The qTSN4 Effect on Flag Leaf Size, Photosynthesis and Panicle Size, Benefits to Plant Grain Production in Rice, Depending on Light Availability.

Frontiers in plant science

Denis Fabre, Dewi E Adriani, Michael Dingkuhn, Tsutomu Ishimaru, Bermenito Punzalan, Tanguy Lafarge, Anne Clément-Vidal, Delphine Luquet

Affiliations

  1. Centre de Coopération Internationale en Recherche Agronomique pour le Développement, UMR AGAP Montpellier, France.
  2. Centre de Coopération Internationale en Recherche Agronomique pour le Développement, UMR AGAPMontpellier, France; Crop and Environment Science Division, International Rice Research InstituteLos Baños, Philippines.
  3. Plant Breeding Genetics and Biotechnology, International Rice Research Institute Los Baños, Philippines.
  4. Crop and Environment Science Division, International Rice Research Institute Los Baños, Philippines.

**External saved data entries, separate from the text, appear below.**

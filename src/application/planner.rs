use std::path::{Component, Path, PathBuf};

use thiserror::Error;

use crate::domain::jobs::{SequenceJob, TrimWindow};
use crate::domain::timecode::{ParseError, Timecode};

/// Still-image formats the extraction process is expected to encode.
pub const ALLOWED_EXTENSIONS: [&str; 5] = [".png", ".jpg", ".jpeg", ".tiff", ".exr"];

#[derive(Debug, Error)]
pub enum PlanError {
    #[error("frame rate must be a positive number of frames per second")]
    BadFrameRate,
    #[error("trim end {end} must come after trim start {start}")]
    EndBeforeStart { start: Timecode, end: Timecode },
    #[error("input file missing or unreadable: {0}")]
    MissingInput(PathBuf),
    #[error("output directory cannot be written: {0}")]
    UnwritableOutput(PathBuf),
    #[error("unsupported still-image extension: {0:?}")]
    BadExtension(String),
    #[error("output base name must not be empty")]
    EmptyBasename,
    #[error("trim field is not a valid timecode: {0}")]
    BadTimecode(#[from] ParseError),
}

/// Resolve validated inputs into a concrete extraction job.
///
/// Everything that can be checked before an external process is worth
/// launching is checked here. Never creates directories and never touches
/// the output files; an accepted-but-absent output directory fails later
/// with the transcoder's own diagnostic.
pub fn plan(
    input_path: &Path,
    frame_rate: u32,
    start: Timecode,
    end: Timecode,
    output_directory: &Path,
    output_basename: &str,
    output_extension: &str,
) -> Result<SequenceJob, PlanError> {
    if frame_rate == 0 {
        return Err(PlanError::BadFrameRate);
    }

    let trim = TrimWindow::new(start, end).ok_or(PlanError::EndBeforeStart { start, end })?;

    let input_path = normalize(input_path);
    if !input_path.is_file() {
        return Err(PlanError::MissingInput(input_path));
    }

    if output_basename.is_empty() {
        return Err(PlanError::EmptyBasename);
    }

    let extension = output_extension.to_ascii_lowercase();
    if !ALLOWED_EXTENSIONS.contains(&extension.as_str()) {
        return Err(PlanError::BadExtension(output_extension.to_string()));
    }

    let output_directory = normalize(output_directory);
    if !writable_directory(&output_directory) {
        return Err(PlanError::UnwritableOutput(output_directory));
    }

    Ok(SequenceJob {
        input_path,
        output_directory,
        output_basename: output_basename.to_string(),
        output_extension: extension,
        frame_rate,
        trim,
    })
}

/// Lexical normalization in the spirit of the platform's normpath: drops
/// redundant `.` components without touching the filesystem.
fn normalize(path: &Path) -> PathBuf {
    let mut normalized = PathBuf::new();
    for component in path.components() {
        match component {
            Component::CurDir => {}
            other => normalized.push(other.as_os_str()),
        }
    }
    if normalized.as_os_str().is_empty() {
        normalized.push(".");
    }
    normalized
}

/// An existing writable directory, or a missing one whose parent exists so
/// the operator can create it. Directory creation is deliberately not done
/// here.
fn writable_directory(dir: &Path) -> bool {
    if dir.is_dir() {
        return std::fs::metadata(dir)
            .map(|meta| !meta.permissions().readonly())
            .unwrap_or(false);
    }
    dir.parent().map(Path::is_dir).unwrap_or(false)
}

PMID: 27242827 PMCID: PMC4861770 DOI: 10.3389/fpls.2016.00623

Abstract

Increasing rice yield potential is essential to secure world food supply. The quantitative trait locus qTSN4 was reported to achieve yield increases by enhancing both source and sink capacity. Three greenhouse experiments and one field experiment in the Philippines were conducted to study near-isogenic lines (NILs) in two genetic backgrounds, subjected to treatments with restricted light resources through shading (greenhouse) or population density (field and greenhouse). A consistent promotion of flag leaf width, leaf area and panicle size in terms of spikelet number was observed in the presence of qTSN4, regardless of environment. However, grain production per plant was enhanced only in one greenhouse experiment. An in-depth study demonstrated that increased flag leaf size in the presence of qTSN4 was associated with increased photosynthetic rates, along with lower SLA and greater N content per leaf weight and per area. This was emphasized under low light situation as the qTSN4-NILs did not express shade acclimation traits in contrast with the recipient varieties. The authors conclude that qTSN4 is a promising subject for further physiological studies, particularly under limited radiation. However, the QTL alone may not be a reliable source of increased yield potential because its effects at the plant and population scale are prone to genotype × environment interactions and the increased panicle size is compensated by the adaptive plasticity of other morphological traits.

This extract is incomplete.